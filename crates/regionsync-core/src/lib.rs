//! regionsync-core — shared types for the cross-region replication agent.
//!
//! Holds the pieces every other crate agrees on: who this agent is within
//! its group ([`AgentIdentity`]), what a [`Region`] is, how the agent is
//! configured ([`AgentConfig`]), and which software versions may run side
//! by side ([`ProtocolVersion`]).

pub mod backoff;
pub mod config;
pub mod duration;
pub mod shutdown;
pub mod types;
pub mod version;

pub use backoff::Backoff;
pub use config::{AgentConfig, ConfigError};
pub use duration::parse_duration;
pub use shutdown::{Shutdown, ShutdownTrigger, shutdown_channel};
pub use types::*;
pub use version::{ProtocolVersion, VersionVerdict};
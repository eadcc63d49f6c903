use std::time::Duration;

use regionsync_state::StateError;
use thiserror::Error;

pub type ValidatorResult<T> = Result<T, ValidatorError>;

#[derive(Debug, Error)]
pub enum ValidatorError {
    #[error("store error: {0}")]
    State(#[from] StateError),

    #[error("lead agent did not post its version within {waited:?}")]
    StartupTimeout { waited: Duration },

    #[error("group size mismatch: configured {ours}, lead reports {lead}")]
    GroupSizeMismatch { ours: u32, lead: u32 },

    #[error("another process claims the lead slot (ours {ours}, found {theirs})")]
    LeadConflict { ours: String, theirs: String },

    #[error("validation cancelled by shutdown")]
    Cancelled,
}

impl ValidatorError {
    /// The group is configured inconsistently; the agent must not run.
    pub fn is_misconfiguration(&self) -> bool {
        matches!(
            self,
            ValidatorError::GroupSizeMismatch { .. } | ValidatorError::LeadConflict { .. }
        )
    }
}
++++++
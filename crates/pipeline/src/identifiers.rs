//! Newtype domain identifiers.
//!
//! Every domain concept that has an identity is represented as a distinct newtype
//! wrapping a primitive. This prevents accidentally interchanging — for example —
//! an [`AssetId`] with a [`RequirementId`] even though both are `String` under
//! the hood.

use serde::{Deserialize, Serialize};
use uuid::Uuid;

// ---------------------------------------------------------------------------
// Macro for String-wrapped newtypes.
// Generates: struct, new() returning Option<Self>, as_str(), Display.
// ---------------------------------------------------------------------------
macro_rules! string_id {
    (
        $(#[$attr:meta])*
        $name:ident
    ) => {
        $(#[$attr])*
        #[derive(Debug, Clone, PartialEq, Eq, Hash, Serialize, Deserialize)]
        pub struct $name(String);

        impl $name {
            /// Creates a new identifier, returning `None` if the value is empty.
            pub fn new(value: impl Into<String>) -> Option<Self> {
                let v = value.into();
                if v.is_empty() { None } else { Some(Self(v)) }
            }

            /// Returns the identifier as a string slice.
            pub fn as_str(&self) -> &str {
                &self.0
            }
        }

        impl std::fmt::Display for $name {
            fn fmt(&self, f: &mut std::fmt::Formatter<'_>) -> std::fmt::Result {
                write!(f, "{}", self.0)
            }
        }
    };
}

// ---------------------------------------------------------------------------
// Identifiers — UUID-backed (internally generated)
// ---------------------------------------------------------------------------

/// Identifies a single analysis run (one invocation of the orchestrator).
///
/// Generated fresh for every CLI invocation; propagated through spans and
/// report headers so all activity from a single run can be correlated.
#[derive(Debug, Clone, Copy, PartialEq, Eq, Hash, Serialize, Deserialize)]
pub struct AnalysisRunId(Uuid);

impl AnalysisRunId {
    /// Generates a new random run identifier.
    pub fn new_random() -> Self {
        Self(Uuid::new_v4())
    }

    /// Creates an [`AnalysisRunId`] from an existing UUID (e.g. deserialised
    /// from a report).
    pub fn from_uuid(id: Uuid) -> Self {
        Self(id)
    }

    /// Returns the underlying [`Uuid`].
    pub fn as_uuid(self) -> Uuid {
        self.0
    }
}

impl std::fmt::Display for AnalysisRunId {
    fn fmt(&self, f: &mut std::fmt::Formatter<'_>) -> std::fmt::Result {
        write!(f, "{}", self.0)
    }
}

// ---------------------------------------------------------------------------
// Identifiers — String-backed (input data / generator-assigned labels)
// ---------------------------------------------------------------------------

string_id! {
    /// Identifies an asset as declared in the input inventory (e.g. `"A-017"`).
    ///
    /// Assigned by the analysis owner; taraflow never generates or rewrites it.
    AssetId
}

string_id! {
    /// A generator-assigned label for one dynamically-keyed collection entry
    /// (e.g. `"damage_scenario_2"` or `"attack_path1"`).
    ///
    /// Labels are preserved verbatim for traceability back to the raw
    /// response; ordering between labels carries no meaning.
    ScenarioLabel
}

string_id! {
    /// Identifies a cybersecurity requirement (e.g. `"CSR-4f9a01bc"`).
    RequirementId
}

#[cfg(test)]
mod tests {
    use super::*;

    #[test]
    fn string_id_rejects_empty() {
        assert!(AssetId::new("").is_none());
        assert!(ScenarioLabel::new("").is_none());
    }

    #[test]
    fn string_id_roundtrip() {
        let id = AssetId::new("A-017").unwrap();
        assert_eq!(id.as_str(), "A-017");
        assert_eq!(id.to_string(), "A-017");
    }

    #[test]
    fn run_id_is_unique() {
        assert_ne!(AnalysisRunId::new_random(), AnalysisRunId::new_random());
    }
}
++++++
**DIRECTIONS FOR THIS TASK**
The lines sought are those in the data above that include the string "Option"; copy each one.

**RESULT BELOW**
// Generates: struct, new() returning Option<Self>, as_str(), Display.
            pub fn new(value: impl Into<String>) -> Option<Self> {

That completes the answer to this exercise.